So my soul recognized its mother tongue and was magnetized to it.
But the “essentials” were created by someone who had an Anglo-Saxon background and therefore compiled things based on what was most resonant to them. It wasn’t necessarily malicious, but there certainly were things lost in translation.
I believe the same thing to be true of the Bible. Jesus, or Yeshua Ben Joseph as he was known in his native language of Aramaic, was not communicating in English. He grew up in Nazareth in Palestine.
Learning more about his roots helped me confirm that the heavy helping of the anglicized blonde-haired blue-eyed Jesus that was pushed on me, with a side of bigotry, was not in fact reality.
Although there are some beautiful principles in the Bible, there is a lot of second and third-hand information that comes along with distortion at every level.
It’s like Jesus’ teachings were taken through a game of telephone and they don’t come out as originally said or intended.
Since Christ Returns and The Way of Mastery feel very pure to me, I dove into studying them.
I’m 6 months into a 3-year journey with The Way of Mastery now.

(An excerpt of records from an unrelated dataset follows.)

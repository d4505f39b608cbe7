use axum::extract::rejection::JsonRejection;
use axum::extract::State;
use axum::http::StatusCode;
use axum::response::{IntoResponse, Response};
use axum::Json;
use axum_extra::extract::CookieJar;
use secrecy::{ExposeSecret, SecretString};
use serde::Deserialize;

use super::{session, AppState};
use crate::domain::entity::SessionCredentials;
use crate::error::SupportError;

/// CredentialsInput は POST /support/credentials のボディ。
#[derive(Debug, Deserialize)]
pub struct CredentialsInput {
    pub email: String,
    pub password: SecretString,
}

/// POST /support/credentials
///
/// 認証情報をセッションへ保存した後にヘルプデスクで検証する。
/// 検証に失敗しても Cookie と保存済みの認証情報は残る。
pub async fn store_credentials(
    State(state): State<AppState>,
    jar: CookieJar,
    body: Result<Json<CredentialsInput>, JsonRejection>,
) -> Response {
    if let Err(e) = state.gate.ensure_available() {
        return e.into_response();
    }
    let input = match body {
        Ok(Json(input))
            if !input.email.trim().is_empty() && !input.password.expose_secret().is_empty() =>
        {
            input
        }
        _ => {
            return SupportError::Unauthorized("Helpdesk credentials not provided".to_string())
                .into_response()
        }
    };

    let session_id = session::session_id(&jar, &state.session)
        .unwrap_or_else(|| uuid::Uuid::new_v4().to_string());
    let jar = jar.add(session::session_cookie(&state.session, session_id.clone()));

    let credentials = SessionCredentials {
        email: input.email,
        password: input.password,
    };
    match state
        .store_credentials_uc
        .execute(&session_id, credentials)
        .await
    {
        Ok(()) => (jar, StatusCode::NO_CONTENT).into_response(),
        Err(e) => (jar, e).into_response(),
    }
}

/// DELETE /support/credentials
pub async fn clear_credentials(State(state): State<AppState>, jar: CookieJar) -> Response {
    let session_id = session::session_id(&jar, &state.session);
    match state
        .clear_credentials_uc
        .execute(session_id.as_deref())
        .await
    {
        Ok(()) => {
            let jar = jar.remove(session::removal_cookie(&state.session));
            (jar, StatusCode::NO_CONTENT).into_response()
        }
        Err(e) => e.into_response(),
    }
}

#[cfg(test)]
mod tests {
    use std::sync::Arc;

    use axum::body::Body;
    use axum::http::{header, Request};
    use tower::ServiceExt;

    use super::*;
    use crate::adapter::handler::router;
    use crate::adapter::handler::test_support::make_state;
    use crate::adapter::repository::InMemoryCredentialStore;
    use crate::domain::repository::helpdesk::MockHelpdeskClient;
    use crate::domain::repository::{CredentialStore, HelpdeskError};
    use crate::usecase::helpdesk_gate::test_support::authenticated_client;

    fn credentials_request(cookie: Option<&str>, body: &str) -> Request<Body> {
        let mut builder = Request::builder()
            .method("POST")
            .uri("/support/credentials")
            .header(header::CONTENT_TYPE, "application/json");
        if let Some(cookie) = cookie {
            builder = builder.header(header::COOKIE, cookie);
        }
        builder.body(Body::from(body.to_string())).unwrap()
    }

    fn set_cookie_value(resp: &Response) -> String {
        resp.headers()
            .get(header::SET_COOKIE)
            .unwrap()
            .to_str()
            .unwrap()
            .to_string()
    }

    #[tokio::test]
    async fn test_store_issues_session_cookie() {
        let store = Arc::new(InMemoryCredentialStore::new());
        let app = router(make_state(authenticated_client(), store.clone(), None));

        let resp = app
            .oneshot(credentials_request(
                None,
                r#"{"email":"ops@example.com","password":"pw"}"#,
            ))
            .await
            .unwrap();
        assert_eq!(resp.status(), StatusCode::NO_CONTENT);

        let cookie = set_cookie_value(&resp);
        assert!(cookie.starts_with("support_session="));
        assert!(cookie.contains("HttpOnly"));
        let session_id = cookie
            .trim_start_matches("support_session=")
            .split(';')
            .next()
            .unwrap()
            .to_string();
        let stored = store.load(&session_id).await.unwrap().unwrap();
        assert_eq!(stored.email, "ops@example.com");
    }

    #[tokio::test]
    async fn test_store_reuses_existing_session() {
        let store = Arc::new(InMemoryCredentialStore::new());
        let app = router(make_state(authenticated_client(), store.clone(), None));

        let resp = app
            .oneshot(credentials_request(
                Some("support_session=existing"),
                r#"{"email":"ops@example.com","password":"pw"}"#,
            ))
            .await
            .unwrap();
        assert_eq!(resp.status(), StatusCode::NO_CONTENT);
        assert!(store.load("existing").await.unwrap().is_some());
    }

    #[tokio::test]
    async fn test_store_rejected_credentials_is_unauthorized() {
        let store = Arc::new(InMemoryCredentialStore::new());
        let mut client = MockHelpdeskClient::new();
        client
            .expect_current_user()
            .returning(|| Err(HelpdeskError::Unauthorized));
        let app = router(make_state(client, store.clone(), None));

        let resp = app
            .oneshot(credentials_request(
                Some("support_session=s9"),
                r#"{"email":"ops@example.com","password":"wrong"}"#,
            ))
            .await
            .unwrap();
        assert_eq!(resp.status(), StatusCode::UNAUTHORIZED);
        // 検証に失敗しても保存済みの認証情報は残る
        assert!(store.load("s9").await.unwrap().is_some());
    }

    #[tokio::test]
    async fn test_store_missing_password_is_unauthorized() {
        let store = Arc::new(InMemoryCredentialStore::new());
        let app = router(make_state(MockHelpdeskClient::new(), store, None));

        let resp = app
            .oneshot(credentials_request(None, r#"{"email":"ops@example.com"}"#))
            .await
            .unwrap();
        assert_eq!(resp.status(), StatusCode::UNAUTHORIZED);
    }

    #[tokio::test]
    async fn test_clear_removes_credentials_and_cookie() {
        let store = Arc::new(InMemoryCredentialStore::new());
        store
            .store("s1", SessionCredentials::new("ops@example.com", "pw"))
            .await
            .unwrap();
        let app = router(make_state(MockHelpdeskClient::new(), store.clone(), None));

        let req = Request::builder()
            .method("DELETE")
            .uri("/support/credentials")
            .header(header::COOKIE, "support_session=s1")
            .body(Body::empty())
            .unwrap();
        let resp = app.oneshot(req).await.unwrap();
        assert_eq!(resp.status(), StatusCode::NO_CONTENT);
        assert!(set_cookie_value(&resp).starts_with("support_session="));
        assert!(store.load("s1").await.unwrap().is_none());
    }
}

The series is a trilogy with 12 chapters in each book.
As recommended, I’ve been reading and listening to one chapter each month since 2023 started.
The first book in the series is titled The Way of the Heart.
I start many days tuning into the teaching and there’s so much wisdom, insight, and humor shared. Listening allows me to enter each day from an elevated perspective.
The rough edges of ego are getting sanded down and it’s becoming easier and easier to act from heart consciousness.
Just the other day, I was inspired to act from that higher awareness.
I went to the Patagonia store on the Beltline in Atlanta because there was a scavenger hunt going on for a Golden Ticket to an adult summer camp, Connected Camping.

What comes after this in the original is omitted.